FIG. 1 is a sectional view showing the vicinity of an accumulator of a refrigeration apparatus according to the present invention.

FIG. 2 is a sectional view showing the vicinity of an accumulator in a refrigeration apparatus according to a second embodiment of the present invention.

FIG. 3 is a schematic piping diagram of a conventional refrigeration system.

FIG. 4 is a sectional view of a conventional rotary compressor.

[Explanation of symbols]

 DESCRIPTION OF SYMBOLS 1 Compressor 3 Condenser 4 Pressure reducer 5 Evaporator 6 Return pipe 7 Inflow pipe 8 Accumulator 9 Outflow pipe 10 Suction pipe 11 Refrigerator oil 12 Bypass pipe

Claims (2)

[Claims] 1. A horizontal rotary compressor, a condenser, a decompressor, an evaporator, a return pipe and an accumulator in the vicinity of the compressor are sequentially connected in a ring shape, and a suction pipe of the compressor and an upper part of the accumulator are connected.
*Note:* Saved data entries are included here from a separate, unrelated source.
use std::{process, str::FromStr};

use clap::Parser;
use log::{LevelFilter, debug, error, info};
use miette::GraphicalReportHandler;

use treecast::TreecastError;
use treecast_cli::{Args, error_adapter::to_reportables};

fn init_logger(level: &str) {
    let filter = LevelFilter::from_str(level).unwrap_or_else(|_| {
        eprintln!("Unknown log level `{level}`, falling back to `warn`");
        LevelFilter::Warn
    });
    env_logger::Builder::from_env(env_logger::Env::default())
        .filter_level(filter)
        .init();
}

/// Log one rendered report per diagnostic or mapping error.
fn report(err: &TreecastError) {
    let handler = GraphicalReportHandler::new();
    for reportable in to_reportables(err) {
        let mut rendered = String::new();
        match handler.render_report(&mut rendered, &reportable) {
            Ok(()) => error!("{rendered}"),
            Err(_) => error!("{reportable}"),
        }
    }
}

fn main() {
    miette::set_panic_hook();

    let args = Args::parse();
    init_logger(&args.log_level);
    debug!(args:?; "Parsed arguments");

    match treecast_cli::run(&args) {
        Ok(()) => info!(ty = args.ty; "Document mapped"),
        Err(err) => {
            report(&err);
            process::exit(1);
        }
    }
}
//! Path-tagged errors raised while mapping single nodes.

use std::{fmt, slice, vec};

use crate::tree::Path;

/// What went wrong at a node.
#[derive(Debug, Clone, Copy, PartialEq, Eq, Hash)]
pub enum ErrorKind {
    InvalidScalarValue,
    EmptySequence,
    MissingShapedField,
    UnexpectedKey,
    InvalidEnumValue,
    UnionResolutionError,
    InterfaceNotRegistered,
    InvalidConstructorArguments,
    ClassNotInstantiable,
    MissingValue,
    InvalidSequence,
    InvalidMapping,
    InvalidKey,
    ConstructionFailed,
    TransformFailed,
}

impl ErrorKind {
    /// Stable identifier of the kind, e.g. `invalid_scalar_value`.
    pub fn code(self) -> &'static str {
        match self {
            ErrorKind::InvalidScalarValue => "invalid_scalar_value",
            ErrorKind::EmptySequence => "empty_sequence",
            ErrorKind::MissingShapedField => "missing_shaped_field",
            ErrorKind::UnexpectedKey => "unexpected_key",
            ErrorKind::InvalidEnumValue => "invalid_enum_value",
            ErrorKind::UnionResolutionError => "union_resolution_error",
            ErrorKind::InterfaceNotRegistered => "interface_not_registered",
            ErrorKind::InvalidConstructorArguments => "invalid_constructor_arguments",
            ErrorKind::ClassNotInstantiable => "class_not_instantiable",
            ErrorKind::MissingValue => "missing_value",
            ErrorKind::InvalidSequence => "invalid_sequence",
            ErrorKind::InvalidMapping => "invalid_mapping",
            ErrorKind::InvalidKey => "invalid_key",
            ErrorKind::ConstructionFailed => "construction_failed",
            ErrorKind::TransformFailed => "transform_failed",
        }
    }
}

impl fmt::Display for ErrorKind {
    fn fmt(&self, f: &mut fmt::Formatter<'_>) -> fmt::Result {
        write!(f, "{}", self.code())
    }
}

/// A failure located at one node of the input.
#[derive(Debug, Clone, PartialEq, Eq)]
pub struct MappingError {
    path: Path,
    kind: ErrorKind,
    message: String,
}

impl MappingError {
    pub fn new(path: Path, kind: ErrorKind, message: impl Into<String>) -> Self {
        Self {
            path,
            kind,
            message: message.into(),
        }
    }

    pub fn path(&self) -> &Path {
        &self.path
    }

    pub fn kind(&self) -> ErrorKind {
        self.kind
    }

    pub fn message(&self) -> &str {
        &self.message
    }
}

impl fmt::Display for MappingError {
    fn fmt(&self, f: &mut fmt::Formatter<'_>) -> fmt::Result {
        write!(f, "{}: {}", self.path, self.message)
    }
}

/// Every failure of a mapping call, in input order. Never empty.
#[derive(Debug, Clone, PartialEq, Eq)]
pub struct MappingErrors(Vec<MappingError>);

impl MappingErrors {
    /// Returns `None` for an empty list.
    pub fn new(errors: Vec<MappingError>) -> Option<Self> {
        if errors.is_empty() {
            None
        } else {
            Some(Self(errors))
        }
    }

    pub fn len(&self) -> usize {
        self.0.len()
    }

    pub fn is_empty(&self) -> bool {
        self.0.is_empty()
    }

    pub fn iter(&self) -> slice::Iter<'_, MappingError> {
        self.0.iter()
    }

    /// The first error at `path`, if any.
    pub fn at(&self, path: &str) -> Option<&MappingError> {
        self.0.iter().find(|error| error.path.to_string() == path)
    }
}

impl fmt::Display for MappingErrors {
    fn fmt(&self, f: &mut fmt::Formatter<'_>) -> fmt::Result {
        write!(f, "Could not map input: ")?;
        if let Some(first) = self.0.first() {
            write!(f, "{first}")?;
        }
        if self.0.len() > 1 {
            write!(f, " (+{} more)", self.0.len() - 1)?;
        }
        Ok(())
    }
}

impl IntoIterator for MappingErrors {
    type Item = MappingError;
    type IntoIter = vec::IntoIter<MappingError>;

    fn into_iter(self) -> Self::IntoIter {
        self.0.into_iter()
    }
}

impl<'a> IntoIterator for &'a MappingErrors {
    type Item = &'a MappingError;
    type IntoIter = slice::Iter<'a, MappingError>;

    fn into_iter(self) -> Self::IntoIter {
        self.0.iter()
    }
}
A refrigerating apparatus comprising: an accumulator outflow pipe for connecting the accumulator; and an accumulator inflow pipe connected between the return pipe and the lower part of the accumulator and having a tip inserted to an upper part inside the accumulator. 2. The refrigerating apparatus according to claim 1, wherein a bypass pipe having an inner diameter smaller than the outlet pipe of the accumulator is provided between the accumulator and the suction pipe.